Giudecca Grilled Eggplant Involtini
Giudecca Grilled Eggplant Involtini is a classic Venetian dish that features grilled eggplant slices rolled up with a savory filling. This dish is bursting with flavors and is perfect for a special occasion or a cozy dinner at home.
Ingredients
- 2 large eggplants, sliced lengthwise
- 1 cup ricotta cheese
- 1/2 cup grated Parmesan cheese
- 1/4 cup chopped fresh basil
- 2 cloves garlic, minced
- 1/4 teaspoon red pepper flakes
- Salt and pepper to taste
- 1 cup marinara sauce
- 2 tablespoons olive oil
Instructions
- Preheat a grill or grill pan over medium-high heat.
- Brush the eggplant slices with olive oil and season with salt and pepper.
- Grill the eggplant slices for 3-4 minutes per side, until tender and lightly charred. Remove from the grill and let cool.
- In a bowl, combine the ricotta, Parmesan, basil, garlic, red pepper flakes, salt, and pepper.
- Spread a spoonful of the cheese mixture onto each eggplant slice.
- Roll up the eggplant slices and place them seam-side down in a baking dish.

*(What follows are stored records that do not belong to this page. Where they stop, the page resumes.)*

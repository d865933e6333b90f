//! Typed JSON cache over a key-value store.

use std::path::PathBuf;
use std::sync::Arc;

use serde::{de::DeserializeOwned, Serialize};

use crate::store::{FileStore, KvStore, MemoryStore};
use crate::CacheError;

/// Type-safe cache with automatic JSON serialization.
///
/// Cloning is cheap; clones share the same store.
#[derive(Clone)]
pub struct Cache {
    store: Arc<dyn KvStore>,
}

impl std::fmt::Debug for Cache {
    fn fmt(&self, f: &mut std::fmt::Formatter<'_>) -> std::fmt::Result {
        f.debug_struct("Cache").finish_non_exhaustive()
    }
}

impl Cache {
    /// Wrap an existing store.
    pub fn new(store: Arc<dyn KvStore>) -> Self {
        Self { store }
    }

    /// Cache backed by a fresh in-memory store.
    pub fn memory() -> Self {
        Self::new(Arc::new(MemoryStore::new()))
    }

    /// Cache backed by a directory of JSON files.
    pub fn open_dir(dir: impl Into<PathBuf>) -> Result<Self, CacheError> {
        Ok(Self::new(Arc::new(FileStore::open(dir)?)))
    }

    /// Get a value from the cache.
    ///
    /// Returns `None` if the key doesn't exist.
    pub fn get<T: DeserializeOwned>(&self, key: &str) -> Result<Option<T>, CacheError> {
        match self.store.get(key)? {
            Some(bytes) => Ok(Some(serde_json::from_slice(&bytes)?)),
            None => Ok(None),
        }
    }

    /// Set a value in the cache.
    pub fn set<T: Serialize>(&self, key: &str, value: &T) -> Result<(), CacheError> {
        let bytes = serde_json::to_vec_pretty(value)?;
        self.store.set(key, &bytes)
    }

    /// Delete a value from the cache.
    pub fn delete(&self, key: &str) -> Result<(), CacheError> {
        self.store.delete(key)
    }

    /// Check if a key exists in the cache.
    pub fn exists(&self, key: &str) -> Result<bool, CacheError> {
        self.store.exists(key)
    }

    /// Get all keys in the cache.
    pub fn keys(&self) -> Result<Vec<String>, CacheError> {
        self.store.keys()
    }
}

#[cfg(test)]
mod tests {
    use super::*;
    use serde::Deserialize;

    #[derive(Debug, Serialize, Deserialize, PartialEq)]
    struct Prefs {
        language: String,
    }

    #[test]
    fn test_typed_round_trip() {
        let cache = Cache::memory();
        let prefs = Prefs {
            language: "ar".into(),
        };
        cache.set("ui-storage", &prefs).unwrap();

        let loaded: Option<Prefs> = cache.get("ui-storage").unwrap();
        assert_eq!(loaded, Some(prefs));
        assert!(cache.exists("ui-storage").unwrap());

        cache.delete("ui-storage").unwrap();
        assert_eq!(cache.get::<Prefs>("ui-storage").unwrap(), None);
    }

    #[test]
    fn test_corrupt_record_is_an_error() {
        let store = Arc::new(MemoryStore::new());
        store.set("ui-storage", b"not json").unwrap();
        let cache = Cache::new(store);
        assert!(matches!(
            cache.get::<Prefs>("ui-storage"),
            Err(CacheError::SerializeError(_))
        ));
    }

    #[test]
    fn test_clones_share_store() {
        let cache = Cache::memory();
        let other = cache.clone();
        cache.set("k", &1u32).unwrap();
        assert_eq!(other.get::<u32>("k").unwrap(), Some(1));
        assert_eq!(other.keys().unwrap(), vec!["k"]);
    }
}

- Top the rolled eggplant with marinara sauce and a sprinkle of Parmesan cheese.
- Bake in a preheated oven at 375°F for 20 minutes, until the cheese is bubbly and golden.

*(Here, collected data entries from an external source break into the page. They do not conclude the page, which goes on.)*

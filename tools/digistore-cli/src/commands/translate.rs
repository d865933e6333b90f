//! Message key resolution.

use anyhow::{bail, Result};
use digistore_sdk::digistore_i18n::Language;
use serde_json::json;

use super::TranslateArgs;
use crate::context::Context;

/// Run the translate command.
pub async fn run(args: TranslateArgs, ctx: &Context) -> Result<()> {
    let store = ctx.storefront()?;

    let language = match args.lang.as_deref() {
        Some(code) => match Language::from_code(code) {
            Some(language) => language,
            None => bail!("Unsupported language: {}", code),
        },
        None => store.preferences().language,
    };

    let mut text = match args.count {
        Some(count) => store.translator().resolve_plural(language, &args.key, count),
        None => store.translator().resolve(language, &args.key),
    };
    for (name, value) in &args.params {
        text = text.replace(&format!("{{{}}}", name), value);
    }

    let missing = store.translator().missing_keys();
    if ctx.output.is_json() {
        ctx.output.json(&json!({
            "key": args.key,
            "language": language,
            "direction": language.direction().as_str(),
            "text": text,
            "missing": !missing.is_empty(),
        }));
        return Ok(());
    }

    println!("{}", text);
    if !missing.is_empty() {
        ctx.output.warn(&format!("No translation for '{}'", args.key));
    }
    Ok(())
}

- Serve the Giudecca Grilled Eggplant Involtini hot, garnished with fresh basil.
Cooking & Preparation
- Preparation time:
- 20 minutes
- Cooking time:
- 25 minutes
- Total time:
- 45 minutes
- Cooking method
- Stovetop
Nutritional facts per 1 serving
- Calories
- 220 per serving
- Carbohydrates
- 15g
- Protein
- 8g
- Fat
- 15g
Supplies
Baking dish Grill or grill pan
Tools
Knife Cutting board Bowl Brush for oil
Serving suggestions
Serve the Giudecca Grilled Eggplant Involtini with a side of crusty bread and a fresh green salad.
Tips & tricks
For a smoky flavor, you can also grill the eggplant slices on an outdoor grill.